Chorzowianki stać było na lepszy wynik w Gdyni. - Mogłyśmy grać bardziej na styku z zespołem z Gdyni. Podróż była jednak dla nas męcząca i był to dla nas spry problem - powiedziała Magdalena Drażyk, szczypiornistka KPR-u Ruch Chorzów, która pokazała się w ostatnim spotkaniu z dobrej strony.

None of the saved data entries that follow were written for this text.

//! Cart manager.
//!
//! All operations are scoped to a (user, product) pair and return the full
//! current cart on success. Per line item the state machine is:
//!
//! ```text
//! Absent --add--> Present(q=1..)        add while Present is a conflict
//! Present(q=n) --update--> Present(q=m) partial update, m > 0
//! Present(q=n>=2) --remove--> Present(q=n-1)
//! Present(q=1)    --remove--> Absent
//! ```

use grandeur_core::{ProductId, UserId};
use sqlx::PgPool;
use thiserror::Error;

use crate::db::{
    CartRepository, ProductRepository, RemoveOutcome, RepositoryError, UpdateItemChanges,
};
use crate::models::{Cart, CartView};

/// Errors from cart operations.
#[derive(Debug, Error)]
pub enum CartError {
    /// The product id does not resolve in the catalog.
    #[error("product {0} does not exist")]
    ProductNotFound(ProductId),

    /// The product is already in the cart. Adds are a hard reject, not a
    /// merge - callers who want more units use update.
    #[error("product {0} is already in the cart")]
    DuplicateItem(ProductId),

    /// The user has no cart.
    #[error("cart does not exist for user {0}")]
    CartNotFound(UserId),

    /// The cart has no line item for the product.
    #[error("product {0} is not in the cart")]
    ItemNotFound(ProductId),

    /// An update request that changes nothing.
    #[error("no fields to update")]
    NoFieldsToUpdate,

    /// Quantities must be positive integers.
    #[error("quantity must be a positive integer, got {0}")]
    InvalidQuantity(i32),

    /// Storage failure.
    #[error(transparent)]
    Repository(#[from] RepositoryError),
}

/// Parameters for adding a product to a cart.
#[derive(Debug, Clone)]
pub struct AddItem {
    pub product_id: ProductId,
    /// Defaults to 1 when omitted.
    pub quantity: Option<i32>,
    pub size: Option<String>,
    pub color: Option<String>,
}

/// Parameters for a partial line-item update. A `None` field is left
/// untouched, never reset.
#[derive(Debug, Clone, Default)]
pub struct UpdateItem {
    pub quantity: Option<i32>,
    pub size: Option<String>,
    pub color: Option<String>,
}

/// Validate an optional quantity, applying the default of 1.
///
/// # Errors
///
/// Returns `CartError::InvalidQuantity` for zero or negative quantities.
pub fn validated_quantity(quantity: Option<i32>) -> Result<i32, CartError> {
    match quantity {
        None => Ok(1),
        Some(q) if q > 0 => Ok(q),
        Some(q) => Err(CartError::InvalidQuantity(q)),
    }
}

/// Business logic for a user's cart.
pub struct CartService<'a> {
    pool: &'a PgPool,
}

impl<'a> CartService<'a> {
    /// Create a new cart service on the shared pool.
    #[must_use]
    pub const fn new(pool: &'a PgPool) -> Self {
        Self { pool }
    }

    /// Add a product to the user's cart, creating the cart if absent.
    ///
    /// # Errors
    ///
    /// - `InvalidQuantity` for a non-positive quantity
    /// - `ProductNotFound` if the product id does not resolve
    /// - `DuplicateItem` if the product is already in the cart
    pub async fn add_item(&self, user_id: UserId, request: AddItem) -> Result<CartView, CartError> {
        let quantity = validated_quantity(request.quantity)?;

        let product = ProductRepository::new(self.pool)
            .get_by_id(request.product_id)
            .await?
            .ok_or(CartError::ProductNotFound(request.product_id))?;

        let carts = CartRepository::new(self.pool);
        let cart = carts.get_or_create(user_id).await?;

        match carts
            .insert_item(
                cart.id,
                product.id,
                quantity,
                request.size.as_deref(),
                request.color.as_deref(),
            )
            .await
        {
            Ok(()) => {}
            Err(RepositoryError::Conflict(_)) => {
                return Err(CartError::DuplicateItem(product.id));
            }
            Err(e) => return Err(e.into()),
        }

        self.view(&carts, cart).await
    }

    /// Apply a partial update to an existing line item.
    ///
    /// # Errors
    ///
    /// - `NoFieldsToUpdate` if the request supplies nothing
    /// - `InvalidQuantity` for a non-positive quantity
    /// - `CartNotFound` / `ItemNotFound` when either is absent
    pub async fn update_item(
        &self,
        user_id: UserId,
        product_id: ProductId,
        request: UpdateItem,
    ) -> Result<CartView, CartError> {
        let changes = UpdateItemChanges {
            quantity: request.quantity,
            selected_size: request.size,
            selected_color: request.color,
        };

        if changes.is_empty() {
            return Err(CartError::NoFieldsToUpdate);
        }
        if let Some(q) = changes.quantity
            && q <= 0
        {
            return Err(CartError::InvalidQuantity(q));
        }

        let carts = CartRepository::new(self.pool);
        let cart = carts
            .find_by_user(user_id)
            .await?
            .ok_or(CartError::CartNotFound(user_id))?;

        match carts.update_item(cart.id, product_id, &changes).await {
            Ok(()) => {}
            Err(RepositoryError::NotFound) => return Err(CartError::ItemNotFound(product_id)),
            Err(e) => return Err(e.into()),
        }

        self.view(&carts, cart).await
    }

    /// Remove exactly one unit of a product: decrement above one, delete
    /// the line item at one.
    ///
    /// # Errors
    ///
    /// - `CartNotFound` / `ItemNotFound` when either is absent
    pub async fn remove_item(
        &self,
        user_id: UserId,
        product_id: ProductId,
    ) -> Result<CartView, CartError> {
        let carts = CartRepository::new(self.pool);
        let cart = carts
            .find_by_user(user_id)
            .await?
            .ok_or(CartError::CartNotFound(user_id))?;

        let outcome = match carts.remove_one(cart.id, product_id).await {
            Ok(outcome) => outcome,
            Err(RepositoryError::NotFound) => return Err(CartError::ItemNotFound(product_id)),
            Err(e) => return Err(e.into()),
        };

        match outcome {
            RemoveOutcome::Decremented(remaining) => {
                tracing::debug!(%user_id, %product_id, remaining, "decremented line item");
            }
            RemoveOutcome::Deleted => {
                tracing::debug!(%user_id, %product_id, "deleted line item");
            }
        }

        self.view(&carts, cart).await
    }

    /// The user's cart with all line items and resolved product data.
    ///
    /// # Errors
    ///
    /// - `CartNotFound` if the user has no cart
    pub async fn get_cart(&self, user_id: UserId) -> Result<CartView, CartError> {
        let carts = CartRepository::new(self.pool);
        let cart = carts
            .find_by_user(user_id)
            .await?
            .ok_or(CartError::CartNotFound(user_id))?;

        self.view(&carts, cart).await
    }

    async fn view(&self, carts: &CartRepository<'_>, cart: Cart) -> Result<CartView, CartError> {
        let items = carts.items_with_products(cart.id).await?;
        Ok(CartView {
            id: cart.id,
            user_id: cart.user_id,
            items,
        })
    }
}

Podczas niedzielnego spotkania zawodniczki miały problem z szybciej działającym zegarem. - To na pewno wkradało sporo chaosu, bo nie wiedziałyśmy ile czasu zostało do końca gry - przyznała Drażyk, której drużyna poczyniła w ostatnim czasie postępy. - Bardzo poprawił się nasz atak. Dużo lepiej sobie w nim radzimy. Jest jeszcze trochę rzeczy, które musimy dopracować, ale jest naprawdę dużo lepiej - oceniła zawodniczka.
KPR Ruch przegrał ostatni mecz ligowy. Wcześniej jednak chorzowianki potrafiły pokonać silny Start Elbląg. Czy po tym zwycięstwie wiara w uniknięcie baraży jest większa? - Na pewno tak. Teraz przed nami bardzo trudne mecze z drużynami z Nowego Sącza, Kościerzyny i Jeleniej Góry. To zespoły, z którymi naprawdę możemy powalczyć - dodała Drażyk.
Kluczowe mecze przed Ruchem. "Z tymi zespołami naprawdę możemy powalczyć"
Magdalena Drażyk w ostatnim meczu KPR-u Ruch Chorzów rzuciła cztery bramki dla swojej drużyny. Przed piłkarkami ręcznymi z Górnego Śląska niezwykle ważne spotkania, po których mogą wspiąć się wyżej w tabeli.